Task requirements: Retype, exactly as they appear below, the lines between the line holding "without extracting frames." and the line holding "data is needed", both ends included.

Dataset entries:
Segment Open

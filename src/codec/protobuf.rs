//! Protobuf codec using `prost`.
//!
//! Outbound envelopes are returned already framed (length prefix included),
//! ready to be handed to the writer task. Inbound frame bodies are decoded
//! into a [`ServerPayload`] that the session matches exhaustively.

use bytes::{BufMut, Bytes, BytesMut};
use prost::Message;

use crate::error::Result;
use crate::protocol::messages::{
    from_client, from_server, AnalysisError, AnalysisRequest, BreakdownResponse, FromClient,
    FromServer, GenericRequest, HabitatResponse, InitializeRequest, InitializeResponse,
    ProtocolError, ThroughputResponse,
};
use crate::protocol::{encode_length_prefix, validate_length, LENGTH_PREFIX_SIZE, PROTOCOL_VERSION};

/// A typed outbound request.
#[derive(Debug, Clone, PartialEq)]
pub enum ClientRequest {
    Initialize(InitializeRequest),
    Analysis(AnalysisRequest),
    Generic(GenericRequest),
}

impl ClientRequest {
    /// Handshake request carrying [`PROTOCOL_VERSION`].
    pub fn initialize() -> Self {
        ClientRequest::Initialize(InitializeRequest {
            protocol_version: PROTOCOL_VERSION,
        })
    }

    /// Analysis request against the real backend (never a mock response).
    pub fn analysis() -> Self {
        ClientRequest::Analysis(AnalysisRequest {
            mock_response: false,
        })
    }

    /// Short name for logging.
    pub fn kind(&self) -> &str {
        match self {
            ClientRequest::Initialize(_) => "initialize",
            ClientRequest::Analysis(_) => "analysis",
            ClientRequest::Generic(generic) => &generic.kind,
        }
    }
}

impl From<ClientRequest> for from_client::Payload {
    fn from(request: ClientRequest) -> Self {
        match request {
            ClientRequest::Initialize(msg) => from_client::Payload::Initialize(msg),
            ClientRequest::Analysis(msg) => from_client::Payload::Analysis(msg),
            ClientRequest::Generic(msg) => from_client::Payload::Generic(msg),
        }
    }
}

/// Decoded inbound payload, one variant per payload tag.
#[derive(Debug, Clone, PartialEq)]
pub enum ServerPayload {
    Error(ProtocolError),
    Initialize(InitializeResponse),
    AnalysisError(AnalysisError),
    Throughput(ThroughputResponse),
    Breakdown(BreakdownResponse),
    Habitat(HabitatResponse),
    /// Payload absent, or a tag this client does not know.
    Unknown,
}

impl ServerPayload {
    /// Short name of the payload case for logging.
    pub fn case_name(&self) -> &'static str {
        match self {
            ServerPayload::Error(_) => "error",
            ServerPayload::Initialize(_) => "initialize",
            ServerPayload::AnalysisError(_) => "analysis_error",
            ServerPayload::Throughput(_) => "throughput",
            ServerPayload::Breakdown(_) => "breakdown",
            ServerPayload::Habitat(_) => "habitat",
            ServerPayload::Unknown => "unknown",
        }
    }
}

impl From<Option<from_server::Payload>> for ServerPayload {
    fn from(payload: Option<from_server::Payload>) -> Self {
        match payload {
            Some(from_server::Payload::Error(msg)) => ServerPayload::Error(msg),
            Some(from_server::Payload::Initialize(msg)) => ServerPayload::Initialize(msg),
            Some(from_server::Payload::AnalysisError(msg)) => ServerPayload::AnalysisError(msg),
            Some(from_server::Payload::Throughput(msg)) => ServerPayload::Throughput(msg),
            Some(from_server::Payload::Breakdown(msg)) => ServerPayload::Breakdown(msg),
            Some(from_server::Payload::Habitat(msg)) => ServerPayload::Habitat(msg),
            None => ServerPayload::Unknown,
        }
    }
}

/// A decoded inbound envelope.
#[derive(Debug, Clone, PartialEq)]
pub struct ServerResponse {
    /// Backend's sequence number. Informational only; responses are routed by payload.
    pub sequence_number: u32,
    pub payload: ServerPayload,
}

/// Protobuf codec for the backend protocol.
pub struct ProtobufCodec;

impl ProtobufCodec {
    /// Encode a request as a complete frame (length prefix + envelope).
    ///
    /// # Errors
    ///
    /// Returns error if the envelope cannot be encoded.
    pub fn encode_request(sequence_number: u32, request: ClientRequest) -> Result<Bytes> {
        let envelope = FromClient {
            sequence_number,
            payload: Some(request.into()),
        };
        Self::encode_framed(&envelope)
    }

    /// Encode any envelope as a complete frame.
    pub fn encode_framed<M: Message>(message: &M) -> Result<Bytes> {
        let length = validate_length(message.encoded_len() as u64, u32::MAX)?;

        let mut buf = BytesMut::with_capacity(LENGTH_PREFIX_SIZE + length as usize);
        buf.put_slice(&encode_length_prefix(length));
        message.encode(&mut buf)?;
        Ok(buf.freeze())
    }

    /// Decode a frame body into a typed response.
    ///
    /// # Errors
    ///
    /// Returns `SessionError::Decode` if the bytes are not a valid envelope.
    #[inline]
    pub fn decode_response(body: &[u8]) -> Result<ServerResponse> {
        let envelope = FromServer::decode(body)?;
        Ok(ServerResponse {
            sequence_number: envelope.sequence_number,
            payload: envelope.payload.into(),
        })
    }
}
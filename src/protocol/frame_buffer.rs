//! Frame buffer for accumulating partial reads.
//!
//! Uses `bytes::BytesMut` so appends are amortized and frames are split off
//! without copying. Implements a state machine for fragmented frames:
//! - `WaitingForLength`: Need at least 4 bytes
//! - `WaitingForBody`: Length consumed, need N more body bytes
//! - `Skipping`: Oversized length consumed, N body bytes still to discard
//!
//! # Example
//!
//! ```
//! use skyline_session::protocol::FrameBuffer;
//!
//! let mut buffer = FrameBuffer::new();
//!
//! // Data arrives in chunks from the socket
//! assert!(buffer.push(&[0, 0, 0, 5]).unwrap().is_empty());
//! let frames = buffer.push(&[1, 2, 3, 4, 5]).unwrap();
//!
//! assert_eq!(frames.len(), 1);
//! assert_eq!(&frames[0][..], &[1, 2, 3, 4, 5]);
//! ```

use bytes::{Buf, Bytes, BytesMut};

use super::wire_format::{
    decode_length_prefix, validate_length, DEFAULT_MAX_FRAME_SIZE, LENGTH_PREFIX_SIZE,
};
use crate::error::Result;

/// Default initial buffer capacity (64KB).
const DEFAULT_CAPACITY: usize = 64 * 1024;

/// State machine for frame parsing.
#[derive(Debug, Clone, Copy, PartialEq, Eq)]
enum State {
    /// Frame-aligned: waiting for a complete 4-byte length prefix.
    WaitingForLength,
    /// Prefix consumed, waiting for `length` body bytes.
    WaitingForBody { length: u32 },
    /// Body of a rejected frame: `remaining` bytes are dropped on arrival.
    Skipping { remaining: u32 },
}

/// Buffer for accumulating incoming bytes and extracting complete frames.
///
/// Purely a re-segmentation of the byte stream: bytes are never reordered.
/// The only bytes dropped are the body of a frame whose declared length is
/// over the limit; the stream stays aligned and the next frame is delivered.
#[derive(Debug)]
pub struct FrameBuffer {
    /// Accumulated bytes from socket reads.
    buffer: BytesMut,
    /// Current parsing state.
    state: State,
    /// Maximum allowed frame body size.
    max_frame_size: u32,
}

impl FrameBuffer {
    /// Create a new frame buffer with default settings.
    ///
    /// Default capacity: 64KB, max frame: 64MB.
    pub fn new() -> Self {
        Self::with_max_frame_size(DEFAULT_MAX_FRAME_SIZE)
    }

    /// Create a new frame buffer with a custom frame size limit.
    pub fn with_max_frame_size(max_frame_size: u32) -> Self {
        Self {
            buffer: BytesMut::with_capacity(DEFAULT_CAPACITY),
            state: State::WaitingForLength,
            max_frame_size,
        }
    }

    /// Push data into the buffer and extract all complete frames.
    ///
    /// Partial data stays buffered for the next push.
    ///
    /// # Errors
    ///
    /// Returns `FrameTooLarge` if a declared length exceeds the limit. Frames
    /// completed earlier in the same call are discarded with it; use
    /// [`extend`](Self::extend) with [`next_frame`](Self::next_frame) to keep them.
    pub fn push(&mut self, data: &[u8]) -> Result<Vec<Bytes>> {
        self.extend(data);

        let mut frames = Vec::new();
        while let Some(frame) = self.next_frame()? {
            frames.push(frame);
        }
        Ok(frames)
    }

    /// Append data to the buffer without extracting frames.
    ///
    /// While a rejected body is being skipped, its bytes are dropped here
    /// and never buffered.
    pub fn extend(&mut self, mut data: &[u8]) {
        if let State::Skipping { remaining } = self.state {
            let skip = data.len().min(remaining as usize);
            data = &data[skip..];
            self.finish_skip(remaining, skip);
        }
        self.buffer.extend_from_slice(data);
    }

    /// Try to extract a single frame body from the buffer.
    ///
    /// Returns:
    /// - `Ok(Some(body))` if a complete frame was extracted
    /// - `Ok(None)` if more data is needed
    /// - `Err(...)` if the declared length is over the limit; that frame's
    ///   body is skipped and the following frames are still delivered
    pub fn next_frame(&mut self) -> Result<Option<Bytes>> {
        if let State::Skipping { remaining } = self.state {
            let skip = self.buffer.len().min(remaining as usize);
            self.buffer.advance(skip);
            self.finish_skip(remaining, skip);
        }

        if self.state == State::WaitingForLength {
            let Some(length) = decode_length_prefix(&self.buffer) else {
                return Ok(None);
            };

            self.buffer.advance(LENGTH_PREFIX_SIZE);

            if let Err(e) = validate_length(u64::from(length), self.max_frame_size) {
                let skip = self.buffer.len().min(length as usize);
                self.buffer.advance(skip);
                self.finish_skip(length, skip);
                return Err(e);
            }

            self.state = State::WaitingForBody { length };
        }

        let State::WaitingForBody { length } = self.state else {
            return Ok(None);
        };

        let length = length as usize;
        if self.buffer.len() < length {
            return Ok(None);
        }

        let body = self.buffer.split_to(length).freeze();
        self.state = State::WaitingForLength;
        Ok(Some(body))
    }

    fn finish_skip(&mut self, remaining: u32, skipped: usize) {
        // skipped <= remaining, so the cast is lossless.
        let remaining = remaining - skipped as u32;
        self.state = if remaining == 0 {
            State::WaitingForLength
        } else {
            State::Skipping { remaining }
        };
    }

    /// Length of the frame currently being awaited, if a prefix was consumed.
    pub fn pending_length(&self) -> Option<u32> {
        match self.state {
            State::WaitingForBody { length } => Some(length),
            State::WaitingForLength | State::Skipping { .. } => None,
        }
    }

    /// Bytes of a rejected frame still to be discarded, if any.
    pub fn skipping(&self) -> Option<u32> {
        match self.state {
            State::Skipping { remaining } => Some(remaining),
            _ => None,
        }
    }

    /// Get the number of buffered bytes.
    pub fn len(&self) -> usize {
        self.buffer.len()
    }

    /// Check if the buffer is empty.
    pub fn is_empty(&self) -> bool {
        self.buffer.is_empty()
    }

    /// Get the configured frame size limit.
    pub fn max_frame_size(&self) -> u32 {
        self.max_frame_size
    }

    /// Clear the buffer and reset state.
    pub fn clear(&mut self) {
        self.buffer.clear();
        self.state = State::WaitingForLength;
    }
}

impl Default for FrameBuffer {
    fn default() -> Self {
        Self::new()
    }
}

Segment Closed

Response for this exercise:
    /// Append data to the buffer without extracting frames.
    ///
    /// While a rejected body is being skipped, its bytes are dropped here
    /// and never buffered.
    pub fn extend(&mut self, mut data: &[u8]) {
        if let State::Skipping { remaining } = self.state {
            let skip = data.len().min(remaining as usize);
            data = &data[skip..];
            self.finish_skip(remaining, skip);
        }
        self.buffer.extend_from_slice(data);
    }

    /// Try to extract a single frame body from the buffer.
    ///
    /// Returns:
    /// - `Ok(Some(body))` if a complete frame was extracted
    /// - `Ok(None)` if more data is needed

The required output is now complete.